--- DATASET EXTRACT Enclosed Below ---

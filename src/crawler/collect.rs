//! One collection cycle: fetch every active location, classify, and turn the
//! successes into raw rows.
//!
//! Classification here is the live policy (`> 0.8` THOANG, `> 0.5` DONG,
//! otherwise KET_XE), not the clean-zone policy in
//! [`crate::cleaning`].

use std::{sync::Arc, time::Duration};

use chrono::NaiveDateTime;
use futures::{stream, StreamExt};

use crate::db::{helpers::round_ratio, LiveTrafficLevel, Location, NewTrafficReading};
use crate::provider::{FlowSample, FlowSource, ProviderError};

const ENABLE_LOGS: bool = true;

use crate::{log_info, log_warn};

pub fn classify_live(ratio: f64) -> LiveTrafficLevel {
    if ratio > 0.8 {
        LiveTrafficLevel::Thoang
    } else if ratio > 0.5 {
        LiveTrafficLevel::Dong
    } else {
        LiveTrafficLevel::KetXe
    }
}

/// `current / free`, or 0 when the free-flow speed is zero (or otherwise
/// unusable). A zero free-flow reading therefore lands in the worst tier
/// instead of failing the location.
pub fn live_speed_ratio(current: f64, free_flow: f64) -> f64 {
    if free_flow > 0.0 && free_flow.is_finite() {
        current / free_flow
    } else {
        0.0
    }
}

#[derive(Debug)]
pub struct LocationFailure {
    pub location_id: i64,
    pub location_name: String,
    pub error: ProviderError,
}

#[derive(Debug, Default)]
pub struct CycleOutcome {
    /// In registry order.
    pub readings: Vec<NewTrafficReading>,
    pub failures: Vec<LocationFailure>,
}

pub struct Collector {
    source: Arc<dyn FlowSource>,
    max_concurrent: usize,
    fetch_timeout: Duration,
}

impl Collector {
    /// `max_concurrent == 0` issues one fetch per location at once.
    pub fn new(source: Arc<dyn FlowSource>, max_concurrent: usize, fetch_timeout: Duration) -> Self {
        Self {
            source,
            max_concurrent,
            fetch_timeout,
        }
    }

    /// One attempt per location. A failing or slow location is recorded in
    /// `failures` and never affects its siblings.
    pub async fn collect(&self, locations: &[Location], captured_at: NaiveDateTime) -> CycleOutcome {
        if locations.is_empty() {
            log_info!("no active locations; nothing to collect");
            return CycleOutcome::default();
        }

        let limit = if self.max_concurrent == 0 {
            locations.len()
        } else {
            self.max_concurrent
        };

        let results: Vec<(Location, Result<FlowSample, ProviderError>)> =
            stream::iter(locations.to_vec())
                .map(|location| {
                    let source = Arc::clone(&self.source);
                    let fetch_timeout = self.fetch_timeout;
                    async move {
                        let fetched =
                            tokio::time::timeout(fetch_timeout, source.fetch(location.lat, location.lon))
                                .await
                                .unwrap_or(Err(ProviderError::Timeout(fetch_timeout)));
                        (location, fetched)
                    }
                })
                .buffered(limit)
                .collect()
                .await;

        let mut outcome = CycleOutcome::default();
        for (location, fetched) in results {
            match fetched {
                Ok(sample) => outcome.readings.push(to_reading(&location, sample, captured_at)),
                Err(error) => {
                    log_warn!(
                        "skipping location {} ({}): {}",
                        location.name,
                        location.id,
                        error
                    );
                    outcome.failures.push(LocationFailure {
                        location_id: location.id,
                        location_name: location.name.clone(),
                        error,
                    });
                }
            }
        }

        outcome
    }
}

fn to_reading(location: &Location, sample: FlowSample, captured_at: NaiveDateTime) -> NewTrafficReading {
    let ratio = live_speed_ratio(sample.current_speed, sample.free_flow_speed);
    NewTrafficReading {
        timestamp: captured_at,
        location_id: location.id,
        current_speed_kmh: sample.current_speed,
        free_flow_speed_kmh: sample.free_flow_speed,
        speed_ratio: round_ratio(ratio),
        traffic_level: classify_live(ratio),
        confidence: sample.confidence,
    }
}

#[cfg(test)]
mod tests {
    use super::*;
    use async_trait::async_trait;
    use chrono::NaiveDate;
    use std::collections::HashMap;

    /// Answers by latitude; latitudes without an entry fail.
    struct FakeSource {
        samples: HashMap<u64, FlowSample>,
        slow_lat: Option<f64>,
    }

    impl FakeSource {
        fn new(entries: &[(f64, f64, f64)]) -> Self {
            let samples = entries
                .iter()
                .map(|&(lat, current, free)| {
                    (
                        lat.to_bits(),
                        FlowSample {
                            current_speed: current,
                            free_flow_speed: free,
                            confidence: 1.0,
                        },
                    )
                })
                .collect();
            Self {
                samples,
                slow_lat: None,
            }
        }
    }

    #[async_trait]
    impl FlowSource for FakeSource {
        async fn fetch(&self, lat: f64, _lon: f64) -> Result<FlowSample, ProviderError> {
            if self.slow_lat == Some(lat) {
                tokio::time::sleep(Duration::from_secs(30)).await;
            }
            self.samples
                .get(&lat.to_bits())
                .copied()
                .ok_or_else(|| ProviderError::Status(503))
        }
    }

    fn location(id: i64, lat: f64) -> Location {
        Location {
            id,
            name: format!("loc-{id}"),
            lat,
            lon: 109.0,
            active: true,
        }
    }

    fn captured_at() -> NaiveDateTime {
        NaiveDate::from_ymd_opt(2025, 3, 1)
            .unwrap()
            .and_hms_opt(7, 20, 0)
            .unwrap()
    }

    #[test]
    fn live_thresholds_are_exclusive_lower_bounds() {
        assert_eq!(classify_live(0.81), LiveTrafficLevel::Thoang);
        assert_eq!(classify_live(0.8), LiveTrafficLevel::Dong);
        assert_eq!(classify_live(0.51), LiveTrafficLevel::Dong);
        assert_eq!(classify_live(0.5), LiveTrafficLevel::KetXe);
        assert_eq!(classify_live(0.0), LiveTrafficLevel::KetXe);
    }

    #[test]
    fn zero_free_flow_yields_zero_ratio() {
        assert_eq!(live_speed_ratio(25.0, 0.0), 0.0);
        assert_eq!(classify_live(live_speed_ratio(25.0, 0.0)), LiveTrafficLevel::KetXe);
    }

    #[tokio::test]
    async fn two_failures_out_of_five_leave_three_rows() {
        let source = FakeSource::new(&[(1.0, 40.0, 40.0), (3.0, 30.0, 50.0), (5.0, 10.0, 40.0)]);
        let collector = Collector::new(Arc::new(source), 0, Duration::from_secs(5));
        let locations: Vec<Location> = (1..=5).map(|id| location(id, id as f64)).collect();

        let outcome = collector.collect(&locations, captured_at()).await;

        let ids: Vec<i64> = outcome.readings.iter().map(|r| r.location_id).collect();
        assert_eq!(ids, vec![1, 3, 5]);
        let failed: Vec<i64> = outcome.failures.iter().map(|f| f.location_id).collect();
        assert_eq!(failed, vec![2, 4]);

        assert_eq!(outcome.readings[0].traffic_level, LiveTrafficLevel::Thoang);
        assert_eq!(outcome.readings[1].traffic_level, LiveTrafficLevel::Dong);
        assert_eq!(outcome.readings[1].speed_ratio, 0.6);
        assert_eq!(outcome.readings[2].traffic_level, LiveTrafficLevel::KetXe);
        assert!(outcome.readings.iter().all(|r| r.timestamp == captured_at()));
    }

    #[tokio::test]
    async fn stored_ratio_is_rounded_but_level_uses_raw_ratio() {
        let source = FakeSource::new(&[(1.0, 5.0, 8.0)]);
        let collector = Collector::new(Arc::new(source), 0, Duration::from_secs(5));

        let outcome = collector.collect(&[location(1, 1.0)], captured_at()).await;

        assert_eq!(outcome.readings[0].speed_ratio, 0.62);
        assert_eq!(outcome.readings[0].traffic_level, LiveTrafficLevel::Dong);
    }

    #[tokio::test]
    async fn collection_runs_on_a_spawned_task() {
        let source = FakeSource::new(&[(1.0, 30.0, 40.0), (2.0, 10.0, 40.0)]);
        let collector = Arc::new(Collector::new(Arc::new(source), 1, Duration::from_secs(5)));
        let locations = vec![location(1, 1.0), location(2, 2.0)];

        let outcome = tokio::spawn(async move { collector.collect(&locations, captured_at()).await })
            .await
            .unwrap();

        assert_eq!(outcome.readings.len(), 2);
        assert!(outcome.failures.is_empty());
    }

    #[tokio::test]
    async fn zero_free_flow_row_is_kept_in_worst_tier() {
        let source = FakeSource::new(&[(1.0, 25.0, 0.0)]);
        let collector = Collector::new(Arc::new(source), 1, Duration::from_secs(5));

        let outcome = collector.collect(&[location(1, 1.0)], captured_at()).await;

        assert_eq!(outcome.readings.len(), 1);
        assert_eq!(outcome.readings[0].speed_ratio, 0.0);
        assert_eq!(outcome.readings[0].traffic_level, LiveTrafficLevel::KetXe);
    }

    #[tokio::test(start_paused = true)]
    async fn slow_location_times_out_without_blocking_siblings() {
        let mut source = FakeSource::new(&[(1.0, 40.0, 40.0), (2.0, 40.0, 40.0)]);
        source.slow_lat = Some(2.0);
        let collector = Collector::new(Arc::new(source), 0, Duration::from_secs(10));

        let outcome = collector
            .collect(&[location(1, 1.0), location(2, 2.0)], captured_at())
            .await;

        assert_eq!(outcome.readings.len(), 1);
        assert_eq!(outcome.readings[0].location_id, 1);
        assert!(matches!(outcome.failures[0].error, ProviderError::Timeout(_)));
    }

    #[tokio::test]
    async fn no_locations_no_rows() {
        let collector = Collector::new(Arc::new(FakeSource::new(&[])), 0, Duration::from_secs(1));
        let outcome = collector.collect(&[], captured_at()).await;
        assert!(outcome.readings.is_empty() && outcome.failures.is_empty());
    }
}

--- End of Enclosed DATASET EXTRACT ---

- _WORK ITEM_: When the line with "let mut outcome" is reached in the data above, begin copying, and stop after the line with "FlowSample, captured_at: NaiveDateTime)"; copy each line exactly, both ends included.

- _PROBLEM SOLUTION_:
        let mut outcome = CycleOutcome::default();
        for (location, fetched) in results {
            match fetched {
                Ok(sample) => outcome.readings.push(to_reading(&location, sample, captured_at)),
                Err(error) => {
                    log_warn!(
                        "skipping location {} ({}): {}",
                        location.name,
                        location.id,
                        error
                    );
                    outcome.failures.push(LocationFailure {
                        location_id: location.id,
                        location_name: location.name.clone(),
                        error,
                    });
                }
            }
        }

        outcome
    }
}

fn to_reading(location: &Location, sample: FlowSample, captured_at: NaiveDateTime) -> NewTrafficReading {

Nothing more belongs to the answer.